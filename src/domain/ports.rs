use async_trait::async_trait;
use serde_json::Value;

use crate::domain::entities::NeoBrowsePage;
use crate::domain::errors::CatalogError;

// The handlers depend on this trait, not the concrete client implementation.
// Dependencies point inwards to the domain layer.
#[async_trait]
pub trait NeoCatalog: Send + Sync {
    // Fetch one browse page of catalog entries.
    async fn browse(&self) -> Result<NeoBrowsePage, CatalogError>;

    // Fetch the full upstream record for one asteroid id, unmodified.
    async fn lookup(&self, neo_id: &str) -> Result<Value, CatalogError>;
}
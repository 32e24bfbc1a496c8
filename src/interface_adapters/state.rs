use crate::domain::ports::NeoCatalog;
use std::sync::Arc;

#[derive(Clone)]
pub struct AppState {
    // We use Arc<dyn Trait> to hold any implementation (dependency injection).
    pub catalog: Arc<dyn NeoCatalog>,
}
===============
Print the records above verbatim from their first line to the line containing "repository 32e24bfbc1a496c8", both included, and stop there.

| Task solution |
filename src/domain/ports.rs
use async_trait::async_trait;
use serde_json::Value;

use crate::domain::entities::NeoBrowsePage;
use crate::domain::errors::CatalogError;

// The handlers depend on this trait, not the concrete client implementation.
// Dependencies point inwards to the domain layer.
#[async_trait]
pub trait NeoCatalog: Send + Sync {
    // Fetch one browse page of catalog entries.
    async fn browse(&self) -> Result<NeoBrowsePage, CatalogError>;

    // Fetch the full upstream record for one asteroid id, unmodified.
    async fn lookup(&self, neo_id: &str) -> Result<Value, CatalogError>;
}
repository 32e24bfbc1a496c8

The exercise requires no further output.